Olympic Bill Tops $6 billion
Olympics bill tops $6 billion — so far
By Daphne Bramham, Vancouver Sun columnist, January 23, 2009
Residents of Climax, Sask., or Come-by-Chance, N.L., probably don’t know that their provincial governments ponied up $1.5 million for the big sports extravaganza in Vancouver next winter.
Folks in Quebec and Ontario must be wondering what they’re getting for the $5 million that their politicians tossed into the pot, if they even know that’s been done.
Then there’s their portion of what Ottawa is spending on the Games. Its spending is more transparent than British Columbia’s; its website shows a total of $654.65 million in Olympic “investments”.
But that doesn’t include the full cost of security, which may be close to $800 million more than the budgeted $175 million. Another nearly $23 million has been paid by “official sponsors” Canada Post, the Royal Canadian Mint and the Vancouver Port Corp. That doesn’t include any travel expenses for politicians and staff, who went to the Olympics in 2006 and 2008 as fact-finders and glad-handers.
Add it up and — ka-ching! — it’s more than $1.55 billion.
But why should other Canadians know? At Ground Zero, none of us has any real idea. B.C.’s auditor-general, John Doyle, can’t dig out the province’s costs and he has all but thrown in the towel.
In December, he reported that B.C. has not fully disclosed the risks associated with the cost and revenue projections and still refuses to include what he and two previous auditors believed should be counted as Olympic-related costs — the billion-dollar Sea-to-Sky Highway improvements, the near-billion-dollar trade and convention centre and the $2-billion Canada Line.
That’s close to $4 billion, plus the $600 million the government admits to. And even that’s not the full story.

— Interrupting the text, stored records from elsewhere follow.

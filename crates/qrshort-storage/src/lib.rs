//! Storage backends for qrshort.
//!
//! Three implementations of [`LinkStore`] live here: a directory of plain
//! files, a Redis keyspace and an in-memory map. [`Backend`] selects one at
//! startup and forwards every call to it.

pub mod file;
pub mod memory;
pub mod redis;

pub use file::{FileStore, FileStoreConfig};
pub use memory::MemoryStore;
pub use self::redis::{RedisStore, RedisStoreConfig};

use async_trait::async_trait;
use qrshort_core::{LinkStore, ListEntry, ListRange, Result, ShortCode, UpsertOutcome};

/// Which backend to open, with its settings.
#[derive(Debug, Clone)]
pub enum BackendConfig {
    File(FileStoreConfig),
    Redis(RedisStoreConfig),
    Memory { count_hits: bool },
}

/// A storage backend chosen at runtime.
#[derive(Debug)]
pub enum Backend {
    File(FileStore),
    Redis(RedisStore),
    Memory(MemoryStore),
}

impl Backend {
    /// Opens the configured backend.
    pub async fn open(config: BackendConfig) -> Result<Self> {
        match config {
            BackendConfig::File(config) => Ok(Self::File(FileStore::open(config).await?)),
            BackendConfig::Redis(config) => Ok(Self::Redis(RedisStore::connect(config).await?)),
            BackendConfig::Memory { count_hits } => Ok(Self::Memory(
                MemoryStore::new().with_hit_counting(count_hits),
            )),
        }
    }

    /// Short backend name for logs and status output.
    pub fn name(&self) -> &'static str {
        match self {
            Self::File(_) => "file",
            Self::Redis(_) => "redis",
            Self::Memory(_) => "memory",
        }
    }
}

macro_rules! dispatch {
    ($self:ident, $store:ident => $call:expr) => {
        match $self {
            Backend::File($store) => $call,
            Backend::Redis($store) => $call,
            Backend::Memory($store) => $call,
        }
    };
}

#[async_trait]
impl LinkStore for Backend {
    fn counts_hits(&self) -> bool {
        dispatch!(self, store => store.counts_hits())
    }

    async fn next_code(&self) -> Result<ShortCode> {
        dispatch!(self, store => store.next_code().await)
    }

    async fn current_sequence(&self) -> Result<u64> {
        dispatch!(self, store => store.current_sequence().await)
    }

    async fn advance_sequence(&self, to: u64) -> Result<u64> {
        dispatch!(self, store => store.advance_sequence(to).await)
    }

    async fn insert(&self, url: &str) -> Result<ShortCode> {
        dispatch!(self, store => store.insert(url).await)
    }

    async fn insert_at(&self, url: &str, code: ShortCode) -> Result<ShortCode> {
        dispatch!(self, store => store.insert_at(url, code).await)
    }

    async fn update(&self, url: &str, code: ShortCode) -> Result<ShortCode> {
        dispatch!(self, store => store.update(url, code).await)
    }

    async fn exists(&self, code: ShortCode) -> Result<bool> {
        dispatch!(self, store => store.exists(code).await)
    }

    async fn fetch(&self, code: ShortCode) -> Result<String> {
        dispatch!(self, store => store.fetch(code).await)
    }

    async fn increment_hit(&self, code: ShortCode) -> Result<u64> {
        dispatch!(self, store => store.increment_hit(code).await)
    }

    async fn hit_count(&self, code: ShortCode) -> Result<u64> {
        dispatch!(self, store => store.hit_count(code).await)
    }

    async fn list_range(&self, range: ListRange) -> Result<Vec<ListEntry>> {
        dispatch!(self, store => store.list_range(range).await)
    }

    async fn list(&self, begin: &str, end: &str) -> Result<Vec<ListEntry>> {
        dispatch!(self, store => store.list(begin, end).await)
    }

    async fn upsert_by_code(&self, url: &str, code: &str) -> UpsertOutcome {
        dispatch!(self, store => store.upsert_by_code(url, code).await)
    }
}
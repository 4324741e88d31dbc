use crate::error::AppError;
use axum::body::Bytes;
use axum::extract::{FromRequest, Query, Request};
use axum::http::{header, Method};
use axum::Form;
use std::collections::HashMap;

/// Named request variables: the query string for GET and DELETE, the form
/// body for POST and PUT. Any other method is rejected with 418.
///
/// A POST or PUT body that is not form encoded is kept as raw bytes, and its
/// variables fall back to the query string.
#[derive(Debug, Default)]
pub struct RequestVars {
    vars: HashMap<String, String>,
    body: Bytes,
}

impl RequestVars {
    /// Returns a variable, treating an empty value as absent.
    pub fn get(&self, name: &str) -> Option<&str> {
        self.vars
            .get(name)
            .map(String::as_str)
            .filter(|value| !value.is_empty())
    }

    pub fn require(&self, name: &'static str) -> Result<&str, AppError> {
        self.get(name).ok_or(AppError::MissingParam(name))
    }

    /// Raw body of a request that was not form encoded.
    pub fn body(&self) -> &[u8] {
        &self.body
    }
}

fn query_vars(req: &Request) -> Result<HashMap<String, String>, AppError> {
    Query::<HashMap<String, String>>::try_from_uri(req.uri())
        .map(|Query(vars)| vars)
        .map_err(|e| AppError::BadRequest(e.body_text()))
}

fn is_form(req: &Request) -> bool {
    req.headers()
        .get(header::CONTENT_TYPE)
        .and_then(|value| value.to_str().ok())
        .is_some_and(|value| value.starts_with("application/x-www-form-urlencoded"))
}

impl<S> FromRequest<S> for RequestVars
where
    S: Send + Sync,
{
    type Rejection = AppError;

    async fn from_request(req: Request, state: &S) -> Result<Self, Self::Rejection> {
        let method = req.method().clone();

        if method == Method::GET || method == Method::DELETE {
            return Ok(Self {
                vars: query_vars(&req)?,
                body: Bytes::new(),
            });
        }

        if method == Method::POST || method == Method::PUT {
            if is_form(&req) {
                let Form(vars) = Form::<HashMap<String, String>>::from_request(req, state)
                    .await
                    .map_err(|e| AppError::BadRequest(e.body_text()))?;
                return Ok(Self {
                    vars,
                    body: Bytes::new(),
                });
            }

            let vars = query_vars(&req)?;
            let body = Bytes::from_request(req, state)
                .await
                .map_err(|e| AppError::BadRequest(e.body_text()))?;
            return Ok(Self { vars, body });
        }

        Err(AppError::UnsupportedMethod(method.to_string()))
    }
}

#[cfg(test)]
mod tests {
    use super::*;
    use axum::body::Body;
    use axum::http::Request as HttpRequest;

    async fn extract(req: Request) -> Result<RequestVars, AppError> {
        RequestVars::from_request(req, &()).await
    }

    #[tokio::test]
    async fn get_reads_query_string() {
        let req = HttpRequest::get("/enc?url=http%3A%2F%2Fx&empty=")
            .body(Body::empty())
            .unwrap();
        let vars = extract(req).await.unwrap();

        assert_eq!(vars.get("url"), Some("http://x"));
        assert_eq!(vars.get("empty"), None);
        assert!(matches!(
            vars.require("id"),
            Err(AppError::MissingParam("id"))
        ));
    }

    #[tokio::test]
    async fn post_reads_form_body() {
        let req = HttpRequest::post("/enc?url=ignored")
            .header(header::CONTENT_TYPE, "application/x-www-form-urlencoded")
            .body(Body::from("url=http%3A%2F%2Fform&id=z"))
            .unwrap();
        let vars = extract(req).await.unwrap();

        assert_eq!(vars.get("url"), Some("http://form"));
        assert_eq!(vars.get("id"), Some("z"));
    }

    #[tokio::test]
    async fn post_keeps_raw_body() {
        let req = HttpRequest::post("/bulkLoad")
            .header(header::CONTENT_TYPE, "application/json")
            .body(Body::from(r#"{"data":[]}"#))
            .unwrap();
        let vars = extract(req).await.unwrap();

        assert_eq!(vars.body(), br#"{"data":[]}"#);
        assert_eq!(vars.get("update"), None);
    }

    #[tokio::test]
    async fn other_methods_are_teapots() {
        let req = HttpRequest::patch("/enc").body(Body::empty()).unwrap();
        assert!(matches!(
            extract(req).await,
            Err(AppError::UnsupportedMethod(_))
        ));
    }
}
use async_trait::async_trait;
use qrshort_core::{CoreError, LinkStore, ListEntry, ListRange, Result, ShortCode};
use redis::AsyncCommands;
use tracing::{debug, error, info, trace, warn};
use typed_builder::TypedBuilder;

/// Raises the sequence key to `ARGV[1]` unless it is already at or above it.
///
/// Values are compared as decimal strings so the full `u64` range survives
/// Lua's double-precision numbers.
const ADVANCE_SCRIPT: &str = r#"
local current = redis.call('GET', KEYS[1])
if not current then current = '1' end
local target = ARGV[1]
if #target > #current or (#target == #current and target > current) then
  redis.call('SET', KEYS[1], target)
  return target
end
return current
"#;

/// Largest sequence value the store accepts. Redis integers are signed, and
/// `INCR` must still succeed from this value.
const MAX_SEQUENCE: u64 = i64::MAX as u64 - 1;

/// Connection settings for a [`RedisStore`].
#[derive(Debug, Clone, TypedBuilder)]
pub struct RedisStoreConfig {
    #[builder(default = "127.0.0.1".to_string(), setter(into))]
    pub host: String,
    #[builder(default = 6379)]
    pub port: u16,
    #[builder(default, setter(strip_option, into))]
    pub password: Option<String>,
    /// Prefix shared by every key the store touches.
    #[builder(default = "qr".to_string(), setter(into))]
    pub prefix: String,
    #[builder(default = false)]
    pub count_hits: bool,
}

impl RedisStoreConfig {
    /// Connection URL, with the password percent-encoded.
    pub fn url(&self) -> String {
        match &self.password {
            Some(password) if !password.is_empty() => format!(
                "redis://:{}@{}:{}",
                urlencoding::encode(password),
                self.host,
                self.port
            ),
            _ => format!("redis://{}:{}", self.host, self.port),
        }
    }
}

/// Redis implementation of [`LinkStore`].
///
/// Key layout, for prefix `qr`:
///
/// ```text
/// qr!seq      sequence (next identifier to issue)
/// qr:<code>   destination URL
/// qr^<code>   hit count
/// ```
///
/// Sequence allocation uses `INCR`, so several processes may share one
/// Redis server.
#[derive(Clone)]
pub struct RedisStore {
    conn: redis::aio::MultiplexedConnection,
    prefix: String,
    count_hits: bool,
    advance: redis::Script,
}

impl std::fmt::Debug for RedisStore {
    fn fmt(&self, f: &mut std::fmt::Formatter<'_>) -> std::fmt::Result {
        f.debug_struct("RedisStore")
            .field("prefix", &self.prefix)
            .field("count_hits", &self.count_hits)
            .finish_non_exhaustive()
    }
}

fn map_redis_error(operation: &str, err: redis::RedisError) -> CoreError {
    CoreError::BackendUnavailable(format!("{operation}: {err}"))
}

impl RedisStore {
    /// Connects to Redis and makes sure the sequence key exists.
    pub async fn connect(config: RedisStoreConfig) -> Result<Self> {
        let client = redis::Client::open(config.url())
            .map_err(|e| map_redis_error("invalid Redis connection settings", e))?;
        let conn = client
            .get_multiplexed_async_connection()
            .await
            .map_err(|e| map_redis_error("failed to connect to Redis", e))?;

        info!(host = %config.host, port = config.port, prefix = %config.prefix, "connected to Redis");
        Self::with_connection(conn, config.prefix, config.count_hits).await
    }

    /// Wraps an existing connection.
    pub async fn with_connection(
        conn: redis::aio::MultiplexedConnection,
        prefix: impl Into<String>,
        count_hits: bool,
    ) -> Result<Self> {
        let store = Self {
            conn,
            prefix: prefix.into(),
            count_hits,
            advance: redis::Script::new(ADVANCE_SCRIPT),
        };
        store.init_sequence().await?;
        Ok(store)
    }

    async fn init_sequence(&self) -> Result<()> {
        let mut conn = self.conn.clone();
        let created: bool = conn
            .set_nx(self.sequence_key(), 1u64)
            .await
            .map_err(|e| map_redis_error("failed to initialise sequence", e))?;
        if created {
            info!(key = %self.sequence_key(), "initialised sequence");
        }
        Ok(())
    }

    fn sequence_key(&self) -> String {
        sequence_key(&self.prefix)
    }

    fn link_key(&self, code: ShortCode) -> String {
        link_key(&self.prefix, code)
    }

    fn hits_key(&self, code: ShortCode) -> String {
        hits_key(&self.prefix, code)
    }

    async fn fetch_counts(&self, codes: &[ShortCode]) -> Vec<u64> {
        let keys: Vec<String> = codes.iter().map(|code| self.hits_key(*code)).collect();
        let mut conn = self.conn.clone();
        match redis::cmd("MGET")
            .arg(&keys)
            .query_async::<Vec<Option<u64>>>(&mut conn)
            .await
        {
            Ok(counts) => counts.into_iter().map(|c| c.unwrap_or(0)).collect(),
            Err(e) => {
                warn!(error = %e, "failed to read hit counts, reporting 0");
                vec![0; codes.len()]
            }
        }
    }
}

fn check_sequence_target(to: u64) -> Result<u64> {
    if to > MAX_SEQUENCE {
        return Err(CoreError::InvalidCode(format!(
            "{} is beyond the Redis sequence range",
            ShortCode::from_id(to.saturating_sub(1))
        )));
    }
    Ok(to)
}

fn sequence_key(prefix: &str) -> String {
    format!("{prefix}!seq")
}

fn link_key(prefix: &str, code: ShortCode) -> String {
    format!("{prefix}:{code}")
}

fn hits_key(prefix: &str, code: ShortCode) -> String {
    format!("{prefix}^{code}")
}

#[async_trait]
impl LinkStore for RedisStore {
    fn counts_hits(&self) -> bool {
        self.count_hits
    }

    async fn next_code(&self) -> Result<ShortCode> {
        let mut conn = self.conn.clone();
        let next: u64 = conn.incr(self.sequence_key(), 1u64).await.map_err(|e| {
            error!(error = %e, "failed to allocate short code");
            map_redis_error("failed to increment sequence", e)
        })?;
        // INCR returns the post-increment value; the issued id is the one before it.
        let id = next
            .checked_sub(1)
            .ok_or_else(|| CoreError::InvalidData("sequence key holds 0".to_string()))?;
        Ok(ShortCode::from_id(id))
    }

    async fn current_sequence(&self) -> Result<u64> {
        let mut conn = self.conn.clone();
        let value: Option<u64> = conn
            .get(self.sequence_key())
            .await
            .map_err(|e| map_redis_error("failed to read sequence", e))?;
        Ok(value.unwrap_or(1))
    }

    async fn advance_sequence(&self, to: u64) -> Result<u64> {
        let to = check_sequence_target(to)?;
        let mut conn = self.conn.clone();
        let value: String = self
            .advance
            .key(self.sequence_key())
            .arg(to.to_string())
            .invoke_async(&mut conn)
            .await
            .map_err(|e| map_redis_error("failed to advance sequence", e))?;
        value
            .parse()
            .map_err(|e| CoreError::InvalidData(format!("sequence value '{value}': {e}")))
    }

    async fn insert_at(&self, url: &str, code: ShortCode) -> Result<ShortCode> {
        let mut conn = self.conn.clone();
        let mut pipe = redis::pipe();
        pipe.atomic().set(self.link_key(code), url).ignore();
        if self.count_hits {
            pipe.set(self.hits_key(code), 0u64).ignore();
        }
        pipe.query_async::<()>(&mut conn)
            .await
            .map_err(|e| map_redis_error("failed to store link", e))?;
        debug!(code = %code, "stored link");
        Ok(code)
    }

    async fn update(&self, url: &str, code: ShortCode) -> Result<ShortCode> {
        let mut conn = self.conn.clone();
        conn.set::<_, _, ()>(self.link_key(code), url)
            .await
            .map_err(|e| map_redis_error("failed to update link", e))?;
        debug!(code = %code, "updated link");
        Ok(code)
    }

    async fn exists(&self, code: ShortCode) -> Result<bool> {
        let mut conn = self.conn.clone();
        conn.exists(self.link_key(code))
            .await
            .map_err(|e| map_redis_error("failed to check link", e))
    }

    async fn fetch(&self, code: ShortCode) -> Result<String> {
        trace!(code = %code, "fetching link from Redis");
        let mut conn = self.conn.clone();
        let url: Option<String> = conn
            .get(self.link_key(code))
            .await
            .map_err(|e| map_redis_error("failed to fetch link", e))?;
        url.ok_or_else(|| CoreError::NotFound(code.to_string()))
    }

    async fn increment_hit(&self, code: ShortCode) -> Result<u64> {
        let mut conn = self.conn.clone();
        conn.incr(self.hits_key(code), 1u64)
            .await
            .map_err(|e| map_redis_error("failed to record hit", e))
    }

    async fn hit_count(&self, code: ShortCode) -> Result<u64> {
        let mut conn = self.conn.clone();
        let count: Option<u64> = conn
            .get(self.hits_key(code))
            .await
            .map_err(|e| map_redis_error("failed to read hit count", e))?;
        Ok(count.unwrap_or(0))
    }

    async fn list_range(&self, range: ListRange) -> Result<Vec<ListEntry>> {
        let codes: Vec<ShortCode> = range.codes().collect();
        let keys: Vec<String> = codes.iter().map(|code| self.link_key(*code)).collect();

        let mut conn = self.conn.clone();
        let urls: Vec<Option<String>> = redis::cmd("MGET")
            .arg(&keys)
            .query_async(&mut conn)
            .await
            .map_err(|e| map_redis_error("failed to list links", e))?;

        let counts = if self.count_hits {
            self.fetch_counts(&codes).await
        } else {
            vec![0; codes.len()]
        };

        Ok(codes
            .into_iter()
            .zip(urls)
            .zip(counts)
            .filter_map(|((code, url), count)| Some(ListEntry { code, url: url?, count }))
            .collect())
    }
}
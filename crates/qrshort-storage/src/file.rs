use async_trait::async_trait;
use qrshort_core::{
    CoreError, LinkStore, ListEntry, ListRange, Result, ShortCode, UpsertMessage, UpsertOutcome,
};
use std::io::ErrorKind;
use std::path::{Path, PathBuf};
use tokio::fs;
use tokio::sync::RwLock;
use tracing::{debug, info, trace, warn};
use typed_builder::TypedBuilder;

const LINKS_DIR: &str = "links";
const HITS_DIR: &str = "hits";
const SEQUENCE_FILE: &str = "seq";
const SEQUENCE_TMP_FILE: &str = "seq.tmp";

/// Configures a [`FileStore`].
#[derive(Debug, Clone, TypedBuilder)]
pub struct FileStoreConfig {
    /// Directory holding the store. Created if missing.
    #[builder(setter(into))]
    pub root: PathBuf,
    /// Keep per-code hit counts.
    #[builder(default = false)]
    pub count_hits: bool,
}

/// Filesystem implementation of [`LinkStore`].
///
/// Layout under the root directory:
///
/// ```text
/// links/<code>   destination URL
/// hits/<code>    decimal hit count
/// seq            decimal sequence value (next identifier to issue)
/// ```
///
/// The sequence file is replaced through a rename, so a crash never leaves it
/// half written. All access goes through one process-wide lock: writers are
/// exclusive, reads are shared. There is no cross-process locking, so a
/// directory must be served by a single process.
#[derive(Debug)]
pub struct FileStore {
    root: PathBuf,
    count_hits: bool,
    /// Cached sequence value; the file on disk is kept in step under the
    /// write lock.
    sequence: RwLock<u64>,
}

fn map_io_error(operation: &str, err: std::io::Error) -> CoreError {
    CoreError::BackendUnavailable(format!("{operation}: {err}"))
}

impl FileStore {
    /// Opens (or creates) a store under `config.root`.
    ///
    /// A directory without `links/` is treated as the flat legacy layout, where
    /// each link is a file named after its code directly under the root; those
    /// files are moved into `links/` first. A missing sequence file is then
    /// seeded one past the larger of the link count and the highest stored
    /// code, which is `1` for an empty directory.
    pub async fn open(config: FileStoreConfig) -> Result<Self> {
        let root = config.root;
        let links = root.join(LINKS_DIR);
        let legacy = !fs::try_exists(&links)
            .await
            .map_err(|e| map_io_error("failed to inspect store directory", e))?;

        for dir in [LINKS_DIR, HITS_DIR] {
            fs::create_dir_all(root.join(dir))
                .await
                .map_err(|e| map_io_error("failed to create store directory", e))?;
        }

        if legacy {
            let moved = migrate_flat_links(&root, &links).await?;
            if moved > 0 {
                info!(root = %root.display(), moved, "migrated legacy link files");
            }
        }

        let sequence_path = root.join(SEQUENCE_FILE);
        let sequence = match fs::read_to_string(&sequence_path).await {
            Ok(text) => parse_counter(&sequence_path, &text)?,
            Err(e) if e.kind() == ErrorKind::NotFound => {
                let (count, highest) = scan_links(&links).await?;
                let seed = count.max(highest).saturating_add(1);
                write_sequence(&root, seed).await?;
                info!(root = %root.display(), seed, "seeded sequence file");
                seed
            }
            Err(e) => return Err(map_io_error("failed to read sequence file", e)),
        };

        info!(root = %root.display(), sequence, count_hits = config.count_hits, "opened file store");

        Ok(Self {
            root,
            count_hits: config.count_hits,
            sequence: RwLock::new(sequence),
        })
    }

    fn link_path(&self, code: ShortCode) -> PathBuf {
        self.root.join(LINKS_DIR).join(code.to_string())
    }

    fn hits_path(&self, code: ShortCode) -> PathBuf {
        self.root.join(HITS_DIR).join(code.to_string())
    }

    async fn read_link(&self, code: ShortCode) -> Result<Option<String>> {
        match fs::read_to_string(self.link_path(code)).await {
            Ok(url) => Ok(Some(url)),
            Err(e) if e.kind() == ErrorKind::NotFound => Ok(None),
            Err(e) => Err(map_io_error("failed to read link", e)),
        }
    }

    async fn read_hits(&self, code: ShortCode) -> Result<u64> {
        let path = self.hits_path(code);
        match fs::read_to_string(&path).await {
            Ok(text) => parse_counter(&path, &text),
            Err(e) if e.kind() == ErrorKind::NotFound => Ok(0),
            Err(e) => Err(map_io_error("failed to read hit count", e)),
        }
    }

    async fn write_link(&self, url: &str, code: ShortCode) -> Result<()> {
        fs::write(self.link_path(code), url)
            .await
            .map_err(|e| map_io_error("failed to write link", e))
    }

    async fn reset_hits(&self, code: ShortCode) -> Result<()> {
        match fs::remove_file(self.hits_path(code)).await {
            Ok(()) => Ok(()),
            Err(e) if e.kind() == ErrorKind::NotFound => Ok(()),
            Err(e) => Err(map_io_error("failed to reset hit count", e)),
        }
    }

    /// Allocates a code; the caller must hold the sequence write guard.
    async fn allocate(&self, sequence: &mut u64) -> Result<ShortCode> {
        let code = ShortCode::from_id(*sequence);
        let next = sequence
            .checked_add(1)
            .ok_or_else(|| CoreError::InvalidData(format!("sequence exhausted at {sequence}")))?;
        write_sequence(&self.root, next).await?;
        *sequence = next;
        Ok(code)
    }

    /// Raises the sequence; the caller must hold the sequence write guard.
    async fn raise(&self, sequence: &mut u64, to: u64) -> Result<u64> {
        if to > *sequence {
            write_sequence(&self.root, to).await?;
            *sequence = to;
        }
        Ok(*sequence)
    }

    async fn store_new(&self, url: &str, code: ShortCode) -> Result<ShortCode> {
        self.write_link(url, code).await?;
        self.reset_hits(code).await?;
        Ok(code)
    }
}

#[async_trait]
impl LinkStore for FileStore {
    fn counts_hits(&self) -> bool {
        self.count_hits
    }

    async fn next_code(&self) -> Result<ShortCode> {
        let mut sequence = self.sequence.write().await;
        self.allocate(&mut sequence).await
    }

    async fn current_sequence(&self) -> Result<u64> {
        Ok(*self.sequence.read().await)
    }

    async fn advance_sequence(&self, to: u64) -> Result<u64> {
        let mut sequence = self.sequence.write().await;
        self.raise(&mut sequence, to).await
    }

    async fn insert(&self, url: &str) -> Result<ShortCode> {
        let mut sequence = self.sequence.write().await;
        let code = self.allocate(&mut sequence).await?;
        self.store_new(url, code).await?;
        debug!(code = %code, "inserted link");
        Ok(code)
    }

    async fn insert_at(&self, url: &str, code: ShortCode) -> Result<ShortCode> {
        let _guard = self.sequence.write().await;
        self.store_new(url, code).await
    }

    async fn update(&self, url: &str, code: ShortCode) -> Result<ShortCode> {
        let _guard = self.sequence.write().await;
        self.write_link(url, code).await?;
        debug!(code = %code, "updated link");
        Ok(code)
    }

    async fn exists(&self, code: ShortCode) -> Result<bool> {
        let _guard = self.sequence.read().await;
        Ok(self.read_link(code).await?.is_some())
    }

    async fn fetch(&self, code: ShortCode) -> Result<String> {
        let _guard = self.sequence.read().await;
        trace!(code = %code, "fetching link");
        self.read_link(code)
            .await?
            .ok_or_else(|| CoreError::NotFound(code.to_string()))
    }

    async fn increment_hit(&self, code: ShortCode) -> Result<u64> {
        let _guard = self.sequence.write().await;
        let count = self.read_hits(code).await? + 1;
        fs::write(self.hits_path(code), count.to_string())
            .await
            .map_err(|e| map_io_error("failed to write hit count", e))?;
        Ok(count)
    }

    async fn hit_count(&self, code: ShortCode) -> Result<u64> {
        let _guard = self.sequence.read().await;
        self.read_hits(code).await
    }

    async fn list_range(&self, range: ListRange) -> Result<Vec<ListEntry>> {
        let _guard = self.sequence.read().await;
        let mut entries = Vec::new();

        for code in range.codes() {
            let Some(url) = self.read_link(code).await? else {
                continue;
            };

            let count = if self.count_hits {
                self.read_hits(code).await.unwrap_or_else(|e| {
                    warn!(code = %code, error = %e, "failed to read hit count, reporting 0");
                    0
                })
            } else {
                0
            };

            entries.push(ListEntry { code, url, count });
        }

        Ok(entries)
    }

    async fn list(&self, begin: &str, end: &str) -> Result<Vec<ListEntry>> {
        let sequence = *self.sequence.read().await;
        let range = ListRange::parse(begin, end, sequence)?;
        self.list_range(range).await
    }

    async fn upsert_by_code(&self, url: &str, code: &str) -> UpsertOutcome {
        // One exclusive section for the whole reconciliation.
        let result = {
            let mut sequence = self.sequence.write().await;
            upsert_locked(self, &mut sequence, url, code).await
        };

        let message = result.unwrap_or_else(|e| {
            warn!(code = %code, error = %e, "upsert failed");
            UpsertMessage::failed(e)
        });
        UpsertOutcome::new(code, message)
    }
}

async fn upsert_locked(
    store: &FileStore,
    sequence: &mut u64,
    url: &str,
    code: &str,
) -> Result<UpsertMessage> {
    let code = ShortCode::parse(code)?;

    if code.id() >= *sequence {
        store.raise(sequence, code.id().saturating_add(1)).await?;
    }

    if store.read_link(code).await?.is_some() {
        store.write_link(url, code).await?;
        Ok(UpsertMessage::Updated)
    } else {
        store.store_new(url, code).await?;
        Ok(UpsertMessage::Inserted)
    }
}
//! HTTP front end for qrshort.
//!
//! Routes requests to the link service, checks the shared auth token and
//! maps failures to the legacy status codes.

pub mod app;
pub mod auth;
pub mod config;
pub mod error;
pub mod handlers;
pub mod model;
pub mod state;
pub mod telemetry;
pub mod vars;

pub use app::App;
pub use config::Config;
pub use state::AppState;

There are million-dollar odds and sods strewn throughout different budgets.
The auditor-general has pegged the total of some of those bits at $170 million — $47 million for the 2010 Winter Games Secretariat, $21 million for the pavilions in Turin and Beijing, $15 million from BC Hydro, $15 million from B.C. Lottery Corp. and $6 million from ICBC.
Hydro, ICBC and the Lottery Corp. are all “official sponsors.”
Still, there are other items that might have slipped under the auditor-general’s radar.
One of the big-ticket ones was the $300-million “Olympic bonus” that unionized government employees got for signing a four-year contract that ends after the Games (and after the election).
The province will also be paying employees to “volunteer” at the Games. The government says it won’t cost a thing. Hard to believe.
And, how much did it cost for BC Ferries to wrap its three new fast-ferries in Olympic promotional material for the maiden voyages from Germany? That’s not included in Olympic costs.
There’s also no accounting for the cost of the Education Ministry developing an “Olympic curriculum.” But there’s no accounting for that.
Then, there’s Vancouver and the other municipalities, which are paying about $250 million to get to the party, as my colleague Bruce Constantineau outlines in his story. There’s probably more, but it’s almost impossible to obtain full copies of contracts they signed with Vanoc.
Surrey Mayor Dianne Watts didn’t think it would be a problem when I asked for Surrey’s agreement in early December, nor did deputy city manager Dan Bottrill. But Vanoc had to sign off on releasing it. I’m still waiting.
This is taxpayers’ money, our money. We don’t know exactly how much is being spent.
But by our incomplete tally and with another year to go until the Games, it’s more than $6,000,000,000.
All this money, and only Vancouver residents had a choice about the Olympics. No other Canadians did.
Maybe a majority would have said: “Yes, let’s have a big winterlude” and “Yes, we’d rather spend $6 billion on the Olympics than on homelessness or literacy or a million other worthy projects”.
We’ll never know.
Seven billion dollars is a lot of money. But that’s not the Games’ highest cost.
The biggest price is another bit of democracy lost.